RB: If you could offer one insight to people experiencing mental health difficulties (and their families) before they enter the psychiatric system, what would it be?

LD: It’s that no one knows you better than you do. No one knows your child better than you do.

It doesn’t matter how many letters someone has after their name, or how many years they’ve spent in their clinical practice. You are the true expert on yourself, and you are the expert on your child.

That doesn’t mean you have to do this alone. Lean into the resources available, and the communities like the Inner Compass Exchange – because there are people going through something similar. And then (and this is the hard part)– try to make space to sit with the discomfort and the confusion and the fear, and be curious about what your (or your child’s) struggles mean.

You also need to know that the feelings you’re feeling don’t mean you have a broken brain, or some defective pathology. Your difficulties mean something. They’re telling you something about your life. And if you can hang in there and make that space to be curious, and never let anyone convince you out of your own trust in yourself, you’ll find your way.

RB: And to those wondering if their medications are making their conditions worse, not better, what would you suggest?

LD: If you’re questioning your medications, the most important next step, besides listening to that inner voice of uncertainty, is to educate yourself. Go to the FDA website and look at the label for the drug you’re wondering about. Visit the Inner Compass Initiative website for our guide on how to navigate these labels if you feel overwhelmed.

So few people take this step and read the fine print because they are told this drug or that drug – or maybe the combination of these drugs–will take their troubles away. But take a close look and learn about the evidence base behind the drug’s approval – about what is meant when someone says that Drug X is “effective.” Learn about the adverse effects, and possible drug interactions that could be problematic. And then seek out the stories of other people who’ve also come to question their relationship to meds.

The bottom line is that if something in you is saying “this might not be the right path for me,” listen to that, because that is your wisdom, your inner compass. It’s the thing that guides you toward your truth. I know how scary it can be. However, you are the expert on what you need, and there is information and a community available to help you.

RB: Finally, if you could change one thing about the way the psychiatry industry operates, what would it be?
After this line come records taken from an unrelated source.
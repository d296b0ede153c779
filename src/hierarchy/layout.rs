use std::fmt;

use serde::Serialize;

use super::HierarchyController;
use crate::storage::ShadowRecord;
use crate::time::Timestamp;
use crate::{CacheEntry, ChannelId};

/// Durable-tier state of one channel.
#[derive(Debug, Clone, PartialEq, Serialize)]
pub struct ChannelLayout {
    pub channel: ChannelId,
    pub name: String,
    pub base_address: u32,
    pub write_pointer: usize,
    pub shadow: Option<ShadowRecord>,
}

/// Point-in-time view of both tiers, for diagnostics.
///
/// The cache and the store are read one after the other, so the two halves
/// may straddle a concurrent write.
#[derive(Debug, Clone, PartialEq, Serialize)]
pub struct LayoutSnapshot {
    pub captured_at: Timestamp,
    pub cache_capacity: usize,
    pub cache: Vec<(String, CacheEntry)>,
    pub store: Vec<ChannelLayout>,
}

impl LayoutSnapshot {
    pub(super) fn capture(controller: &HierarchyController) -> Self {
        let channels = controller.channels();
        let cache = controller
            .cache()
            .entries()
            .into_iter()
            .map(|e| (channels.name(e.channel).to_string(), e))
            .collect();

        let store = channels
            .iter()
            .filter_map(|c| {
                let store = controller.store();
                Some(ChannelLayout {
                    channel: c.id,
                    name: c.name.clone(),
                    base_address: store.base_address(c.id).ok()?,
                    write_pointer: store.write_pointer(c.id).ok()?,
                    shadow: store.shadow(c.id).ok()?,
                })
            })
            .collect();

        Self {
            captured_at: controller.now(),
            cache_capacity: controller.cache().capacity(),
            cache,
            store,
        }
    }
}

impl fmt::Display for LayoutSnapshot {
    fn fmt(
        &self,
        f: &mut fmt::Formatter<'_>,
    ) -> fmt::Result {
        writeln!(f, "=== Memory Layout @ {} ===", self.captured_at)?;
        writeln!(f, "[Cache {}/{}]", self.cache.len(), self.cache_capacity)?;
        for (name, entry) in &self.cache {
            writeln!(f, "{}: {} (last: {})", name, entry.value, entry.last_access)?;
        }
        writeln!(f, "[Store pointers]")?;
        for c in &self.store {
            write!(f, "{} @ {:#06x}: slot={}", c.name, c.base_address, c.write_pointer)?;
            if let Some(shadow) = c.shadow {
                write!(f, " shadow={} ({})", shadow.value, shadow.timestamp)?;
            }
            writeln!(f)?;
        }
        write!(f, "=====================")
    }
}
LD: It’s so tough to point to just one thing, but in the context of this epidemic of psychiatric drug use, it would be to disentangle psychiatrists from their fears around liability: give them the freedom to do things differently. Many psychiatrists know in their hearts that the medication-based approach isn’t helping many people — and may even be causing some harm. If physicians weren’t afraid of being sued, ostracized by colleagues, fired, or of losing compensation, more prescribers might be open to alternative approaches. They might consider avoiding medications altogether, or supporting their patients in safely coming off their meds. This fear of liability in the United States creates a massive barrier to giving people real choices about psychiatric interventions.